Stored items:
..........

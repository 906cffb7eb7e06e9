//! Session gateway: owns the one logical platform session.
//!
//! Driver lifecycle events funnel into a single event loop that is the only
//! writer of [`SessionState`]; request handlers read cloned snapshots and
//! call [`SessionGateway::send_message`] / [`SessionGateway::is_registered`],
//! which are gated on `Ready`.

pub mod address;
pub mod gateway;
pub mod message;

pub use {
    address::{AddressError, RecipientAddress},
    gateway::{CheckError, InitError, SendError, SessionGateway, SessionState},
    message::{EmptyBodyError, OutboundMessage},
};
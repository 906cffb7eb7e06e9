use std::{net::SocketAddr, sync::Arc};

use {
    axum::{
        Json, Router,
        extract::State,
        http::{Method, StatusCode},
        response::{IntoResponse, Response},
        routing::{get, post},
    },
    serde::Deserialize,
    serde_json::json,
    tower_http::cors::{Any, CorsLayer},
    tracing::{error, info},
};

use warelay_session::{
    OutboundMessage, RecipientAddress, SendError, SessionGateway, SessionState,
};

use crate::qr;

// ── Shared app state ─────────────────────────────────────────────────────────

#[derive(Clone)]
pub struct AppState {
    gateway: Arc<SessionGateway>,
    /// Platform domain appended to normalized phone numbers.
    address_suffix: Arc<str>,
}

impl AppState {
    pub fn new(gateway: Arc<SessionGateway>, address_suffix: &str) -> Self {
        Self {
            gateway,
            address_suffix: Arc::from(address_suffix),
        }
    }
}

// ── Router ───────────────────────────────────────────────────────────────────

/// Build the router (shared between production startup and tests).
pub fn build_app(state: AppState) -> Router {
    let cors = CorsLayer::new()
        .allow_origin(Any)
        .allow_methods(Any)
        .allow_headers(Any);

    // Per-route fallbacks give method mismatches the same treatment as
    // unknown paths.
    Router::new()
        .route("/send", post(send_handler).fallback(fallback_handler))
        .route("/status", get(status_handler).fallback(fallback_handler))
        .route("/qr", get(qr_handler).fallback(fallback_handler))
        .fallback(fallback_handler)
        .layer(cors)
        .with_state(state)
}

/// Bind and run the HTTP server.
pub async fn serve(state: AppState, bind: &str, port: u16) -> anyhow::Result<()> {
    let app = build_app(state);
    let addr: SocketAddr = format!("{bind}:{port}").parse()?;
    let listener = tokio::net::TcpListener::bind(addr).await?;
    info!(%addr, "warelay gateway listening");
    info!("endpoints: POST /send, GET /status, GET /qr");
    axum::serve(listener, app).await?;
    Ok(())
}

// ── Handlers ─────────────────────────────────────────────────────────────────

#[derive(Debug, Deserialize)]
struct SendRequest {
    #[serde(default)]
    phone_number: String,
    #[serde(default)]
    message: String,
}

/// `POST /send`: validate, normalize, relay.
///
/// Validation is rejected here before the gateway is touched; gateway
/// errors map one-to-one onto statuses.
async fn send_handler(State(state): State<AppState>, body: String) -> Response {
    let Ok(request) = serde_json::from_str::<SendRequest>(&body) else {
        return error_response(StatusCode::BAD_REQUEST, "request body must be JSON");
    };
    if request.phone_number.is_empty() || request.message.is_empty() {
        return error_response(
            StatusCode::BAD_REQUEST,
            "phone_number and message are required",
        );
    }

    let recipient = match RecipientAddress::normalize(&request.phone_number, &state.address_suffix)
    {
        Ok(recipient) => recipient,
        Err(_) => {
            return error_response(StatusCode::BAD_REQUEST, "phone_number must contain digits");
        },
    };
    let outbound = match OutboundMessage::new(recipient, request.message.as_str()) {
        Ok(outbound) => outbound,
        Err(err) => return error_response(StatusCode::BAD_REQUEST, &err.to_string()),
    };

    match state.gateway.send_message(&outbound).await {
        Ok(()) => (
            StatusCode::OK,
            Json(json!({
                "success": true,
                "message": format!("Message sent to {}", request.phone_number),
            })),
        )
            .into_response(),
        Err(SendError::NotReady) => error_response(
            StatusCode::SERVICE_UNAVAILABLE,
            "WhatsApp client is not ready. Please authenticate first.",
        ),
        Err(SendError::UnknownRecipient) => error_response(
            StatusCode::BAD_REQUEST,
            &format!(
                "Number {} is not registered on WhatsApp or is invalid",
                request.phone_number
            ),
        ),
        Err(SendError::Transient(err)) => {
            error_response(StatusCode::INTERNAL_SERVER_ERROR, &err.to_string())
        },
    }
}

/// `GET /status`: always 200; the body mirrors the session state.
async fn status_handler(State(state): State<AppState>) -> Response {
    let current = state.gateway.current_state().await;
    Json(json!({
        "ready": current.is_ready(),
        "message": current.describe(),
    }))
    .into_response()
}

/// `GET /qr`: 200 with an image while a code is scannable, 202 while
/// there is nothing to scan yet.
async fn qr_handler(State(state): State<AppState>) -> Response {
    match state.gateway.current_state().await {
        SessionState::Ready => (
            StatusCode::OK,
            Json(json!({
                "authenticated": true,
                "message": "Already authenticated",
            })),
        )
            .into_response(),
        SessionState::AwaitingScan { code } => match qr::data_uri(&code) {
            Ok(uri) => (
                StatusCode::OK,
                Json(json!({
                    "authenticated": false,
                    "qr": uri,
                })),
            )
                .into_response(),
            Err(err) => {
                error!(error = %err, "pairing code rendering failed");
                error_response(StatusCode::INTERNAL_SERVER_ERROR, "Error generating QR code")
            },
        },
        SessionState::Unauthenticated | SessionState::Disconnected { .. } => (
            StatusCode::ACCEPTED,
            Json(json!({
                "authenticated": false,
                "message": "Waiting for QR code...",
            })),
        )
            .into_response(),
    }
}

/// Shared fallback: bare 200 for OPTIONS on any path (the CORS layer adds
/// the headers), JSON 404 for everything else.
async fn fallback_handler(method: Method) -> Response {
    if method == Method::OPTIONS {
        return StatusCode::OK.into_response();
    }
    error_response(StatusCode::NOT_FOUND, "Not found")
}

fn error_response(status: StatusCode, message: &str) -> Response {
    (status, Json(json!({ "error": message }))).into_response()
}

..........

AIM OF THE TASK: Reproduce every entry above so that each one matches its source exactly.

REPLY TO THE TASK:
repository 906cffb7eb7e06e9
//! Session gateway: owns the one logical platform session.
//!
//! Driver lifecycle events funnel into a single event loop that is the only
//! writer of [`SessionState`]; request handlers read cloned snapshots and
//! call [`SessionGateway::send_message`] / [`SessionGateway::is_registered`],
//! which are gated on `Ready`.

pub mod address;
pub mod gateway;
pub mod message;

pub use {
    address::{AddressError, RecipientAddress},
    gateway::{CheckError, InitError, SendError, SessionGateway, SessionState},
    message::{EmptyBodyError, OutboundMessage},
};
repository 906cffb7eb7e06e9
use std::{net::SocketAddr, sync::Arc};

use {
    axum::{
        Json, Router,
        extract::State,
        http::{Method, StatusCode},
        response::{IntoResponse, Response},
        routing::{get, post},
    },
    serde::Deserialize,
    serde_json::json,
    tower_http::cors::{Any, CorsLayer},
    tracing::{error, info},
};

use warelay_session::{
    OutboundMessage, RecipientAddress, SendError, SessionGateway, SessionState,
};

use crate::qr;

// ── Shared app state ─────────────────────────────────────────────────────────

#[derive(Clone)]
pub struct AppState {
    gateway: Arc<SessionGateway>,
    /// Platform domain appended to normalized phone numbers.
    address_suffix: Arc<str>,
}

impl AppState {
    pub fn new(gateway: Arc<SessionGateway>, address_suffix: &str) -> Self {
        Self {
            gateway,
            address_suffix: Arc::from(address_suffix),
        }
    }
}

// ── Router ───────────────────────────────────────────────────────────────────

/// Build the router (shared between production startup and tests).
pub fn build_app(state: AppState) -> Router {
    let cors = CorsLayer::new()
        .allow_origin(Any)
        .allow_methods(Any)
        .allow_headers(Any);

    // Per-route fallbacks give method mismatches the same treatment as
    // unknown paths.
    Router::new()
        .route("/send", post(send_handler).fallback(fallback_handler))
        .route("/status", get(status_handler).fallback(fallback_handler))
        .route("/qr", get(qr_handler).fallback(fallback_handler))
        .fallback(fallback_handler)
        .layer(cors)
        .with_state(state)
}

/// Bind and run the HTTP server.
pub async fn serve(state: AppState, bind: &str, port: u16) -> anyhow::Result<()> {
    let app = build_app(state);
    let addr: SocketAddr = format!("{bind}:{port}").parse()?;
    let listener = tokio::net::TcpListener::bind(addr).await?;
    info!(%addr, "warelay gateway listening");
    info!("endpoints: POST /send, GET /status, GET /qr");
    axum::serve(listener, app).await?;
    Ok(())
}

// ── Handlers ─────────────────────────────────────────────────────────────────

#[derive(Debug, Deserialize)]
struct SendRequest {
    #[serde(default)]
    phone_number: String,
    #[serde(default)]
    message: String,
}

/// `POST /send`: validate, normalize, relay.
///
/// Validation is rejected here before the gateway is touched; gateway
/// errors map one-to-one onto statuses.
async fn send_handler(State(state): State<AppState>, body: String) -> Response {
    let Ok(request) = serde_json::from_str::<SendRequest>(&body) else {
        return error_response(StatusCode::BAD_REQUEST, "request body must be JSON");
    };
    if request.phone_number.is_empty() || request.message.is_empty() {
        return error_response(
            StatusCode::BAD_REQUEST,
            "phone_number and message are required",
        );
    }

    let recipient = match RecipientAddress::normalize(&request.phone_number, &state.address_suffix)
    {
        Ok(recipient) => recipient,
        Err(_) => {
            return error_response(StatusCode::BAD_REQUEST, "phone_number must contain digits");
        },
    };
    let outbound = match OutboundMessage::new(recipient, request.message.as_str()) {
        Ok(outbound) => outbound,
        Err(err) => return error_response(StatusCode::BAD_REQUEST, &err.to_string()),
    };

    match state.gateway.send_message(&outbound).await {
        Ok(()) => (
            StatusCode::OK,
            Json(json!({
                "success": true,
                "message": format!("Message sent to {}", request.phone_number),
            })),
        )
            .into_response(),
        Err(SendError::NotReady) => error_response(
            StatusCode::SERVICE_UNAVAILABLE,
            "WhatsApp client is not ready. Please authenticate first.",
        ),
        Err(SendError::UnknownRecipient) => error_response(
            StatusCode::BAD_REQUEST,
            &format!(
                "Number {} is not registered on WhatsApp or is invalid",
                request.phone_number
            ),
        ),
        Err(SendError::Transient(err)) => {
            error_response(StatusCode::INTERNAL_SERVER_ERROR, &err.to_string())
        },
    }
}

/// `GET /status`: always 200; the body mirrors the session state.
async fn status_handler(State(state): State<AppState>) -> Response {
    let current = state.gateway.current_state().await;
    Json(json!({
        "ready": current.is_ready(),
        "message": current.describe(),
    }))
    .into_response()
}

/// `GET /qr`: 200 with an image while a code is scannable, 202 while
/// there is nothing to scan yet.
async fn qr_handler(State(state): State<AppState>) -> Response {
    match state.gateway.current_state().await {
        SessionState::Ready => (
            StatusCode::OK,
            Json(json!({
                "authenticated": true,
                "message": "Already authenticated",
            })),
        )
            .into_response(),
        SessionState::AwaitingScan { code } => match qr::data_uri(&code) {
            Ok(uri) => (
                StatusCode::OK,
                Json(json!({
                    "authenticated": false,
                    "qr": uri,
                })),
            )
                .into_response(),
            Err(err) => {
                error!(error = %err, "pairing code rendering failed");
                error_response(StatusCode::INTERNAL_SERVER_ERROR, "Error generating QR code")
            },
        },
        SessionState::Unauthenticated | SessionState::Disconnected { .. } => (
            StatusCode::ACCEPTED,
            Json(json!({
                "authenticated": false,
                "message": "Waiting for QR code...",
            })),
        )
            .into_response(),
    }
}

/// Shared fallback: bare 200 for OPTIONS on any path (the CORS layer adds
/// the headers), JSON 404 for everything else.
async fn fallback_handler(method: Method) -> Response {
    if method == Method::OPTIONS {
        return StatusCode::OK.into_response();
    }
    error_response(StatusCode::NOT_FOUND, "Not found")
}

fn error_response(status: StatusCode, message: &str) -> Response {
    (status, Json(json!({ "error": message }))).into_response()
}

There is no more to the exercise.